EXERCISE AIM:
Scan the material and copy every line in which "ClubMeeting" appears.

DATA TO USE:
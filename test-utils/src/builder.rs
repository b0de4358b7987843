use entity::prelude::*;
use sea_orm::{sea_query::TableCreateStatement, EntityTrait, Schema};

use crate::{context::TestContext, error::TestError};

/// Builder for creating test contexts with customizable database schemas.
///
/// Provides a fluent interface for configuring test environments with in-memory SQLite
/// databases. Use the builder pattern to add entity tables, then call `build()` to
/// create the configured test context.
///
/// # Example
///
/// ```rust,ignore
/// use test_utils::builder::TestBuilder;
/// use entity::prelude::{User, Club};
///
/// let test = TestBuilder::new()
///     .with_table(User)
///     .with_table(Club)
///     .build()
///     .await?;
/// ```
pub struct TestBuilder {
    /// CREATE TABLE statements executed in insertion order during `build()`.
    tables: Vec<TableCreateStatement>,
}

impl TestBuilder {
    /// Creates a new test builder with no tables configured.
    pub fn new() -> Self {
        Self { tables: Vec::new() }
    }

    /// Adds an entity table to the test database schema.
    ///
    /// Generates a CREATE TABLE statement from the provided SeaORM entity using SQLite
    /// backend syntax. Tables should be added in dependency order (tables with foreign
    /// keys after the tables they reference).
    ///
    /// # Arguments
    /// - `entity` - SeaORM entity to create a table for
    ///
    /// # Returns
    /// - `Self` - Builder instance for method chaining
    pub fn with_table<E: EntityTrait>(mut self, entity: E) -> Self {
        let schema = Schema::new(sea_orm::DbBackend::Sqlite);
        self.tables.push(schema.create_table_from_entity(entity));
        self
    }

    /// Adds every table of the club domain.
    ///
    /// Adds, in dependency order:
    /// - User
    /// - Club
    /// - ClubMeeting
    /// - ClubSubscription
    /// - ClubNotification
    ///
    /// # Returns
    /// - `Self` - Builder instance for method chaining
    pub fn with_club_tables(self) -> Self {
        self.with_table(User)
            .with_table(Club)
            .with_table(ClubMeeting)
            .with_table(ClubSubscription)
            .with_table(ClubNotification)
    }

    /// Builds and initializes the test context with configured tables.
    ///
    /// # Returns
    /// - `Ok(TestContext)` - Test context with database and tables ready
    /// - `Err(TestError::Database)` - Failed to connect to database or create tables
    pub async fn build(self) -> Result<TestContext, TestError> {
        let mut setup = TestContext::new();

        setup.with_tables(self.tables).await?;

        Ok(setup)
    }
}

impl Default for TestBuilder {
    fn default() -> Self {
        Self::new()
    }
}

RESULT OF THIS EXERCISE:
    /// - ClubMeeting
            .with_table(ClubMeeting)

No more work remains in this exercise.